Summary table: Texas water use, side by side

Category	2025 use (B gal)	49B claim as %	Modeled 28B as %
Total Texas water use	4,888	1.0%	0.6%
Agricultural irrigation	2,411	2.0%	1.2%
Municipal (residential + commercial + institutional)	1,694	2.9%	1.7%
Total residential (indoor + outdoor)	1,065	4.6%	2.6%
Statewide landscape irrigation (lawns + golf + commercial)	619	7.9%	4.5%
Manufacturing	391	12.5%	7.2%
Residential outdoor only (lawns/pools/gardens)	330	14.8%	8.5%
Steam-electric power generation	195	25.1%	14.8%
Municipal water lost to pipe leaks (est.)	150	32.7%	18.7%
Mining (oil & gas, fracking)	98	50.0%	28.6%
Livestock	98	50.0%	28.6%

Look at the pattern. Even using the inflated, walked-back 49B number, data centers in Texas are a smaller water consumer than agriculture, municipal, residential, manufacturing, lawns, leaky pipes, and a host of other categories. Using the verified 28B figure, the proportion drops further. And the proportion is about to drop a lot more — because the cooling architecture is changing.

The Cooling Architectures That End the Water Question

Most of what has been written about data center water use describes a category of facility that is already obsolete. The numbers cited — 1.8 liters per kWh, hyperscale facilities at 528,000 gallons per day, evaporative cooling towers losing 70 to 80% of withdrawn water to the atmosphere — describe data centers built on architectures the industry is actively walking away from. The replacement is not theoretical. It is being installed right now, in 2026, in major facilities across Texas and the country.

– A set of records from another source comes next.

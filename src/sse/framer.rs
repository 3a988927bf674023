//! Line framing for chunked stream bodies.
//!
//! The orchestrator streams newline-delimited protocol lines, but the HTTP
//! layer hands us arbitrary byte chunks: a chunk may end mid-line or even
//! mid-way through a multi-byte UTF-8 character. The framer buffers bytes
//! and yields complete lines only.

/// Reassembles raw byte chunks into complete `\n`-delimited lines.
///
/// The accumulator is kept as bytes rather than a `String` so that a UTF-8
/// sequence split across two chunks is only decoded once the line it
/// belongs to is complete. A trailing `\r` is stripped from each line to
/// tolerate CRLF framing.
#[derive(Debug, Default)]
pub struct LineFramer {
    buffer: Vec<u8>,
}

impl LineFramer {
    /// Create a framer with an empty accumulator.
    pub fn new() -> Self {
        Self::default()
    }

    /// Append a chunk and drain every complete line it finishes.
    ///
    /// Lines are returned without their delimiter, in arrival order. Any
    /// trailing partial line stays buffered for the next chunk.
    pub fn push(&mut self, chunk: &[u8]) -> Vec<String> {
        self.buffer.extend_from_slice(chunk);

        let mut lines = Vec::new();
        // A '\n' byte never appears inside a multi-byte UTF-8 sequence, so
        // splitting on raw bytes cannot cut a character in half.
        while let Some(pos) = self.buffer.iter().position(|&b| b == b'\n') {
            let mut line: Vec<u8> = self.buffer.drain(..=pos).collect();
            line.pop();
            if line.last() == Some(&b'\r') {
                line.pop();
            }
            lines.push(String::from_utf8_lossy(&line).into_owned());
        }
        lines
    }

    /// Drain the trailing unterminated fragment, if any.
    ///
    /// Called once when the byte stream ends. The final line of a stream
    /// may arrive without its newline if the connection is cut right after
    /// the payload; the session controller still offers it to the decoder.
    pub fn finish(&mut self) -> Option<String> {
        if self.buffer.is_empty() {
            return None;
        }
        let mut line = std::mem::take(&mut self.buffer);
        if line.last() == Some(&b'\r') {
            line.pop();
        }
        Some(String::from_utf8_lossy(&line).into_owned())
    }

    /// Whether a partial line is currently buffered.
    pub fn has_partial(&self) -> bool {
        !self.buffer.is_empty()
    }
}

How traditional cooling works

A conventional data center generates heat from chips. The heat is removed by chilled air blowing across server racks. The chilled air is produced by chillers, which produce chilled water. The chilled water absorbs heat, then dumps it into the atmosphere via cooling towers. Cooling towers use evaporation as their primary heat-rejection mechanism — water sprays through the tower, partial evaporation cools the rest, and the cooled water cycles back. Every gallon evaporated has to be replaced with “make-up water” from the municipal supply. This is the architecture that produces the scary numbers. It is also the architecture that data center operators are abandoning as fast as they can build the replacement.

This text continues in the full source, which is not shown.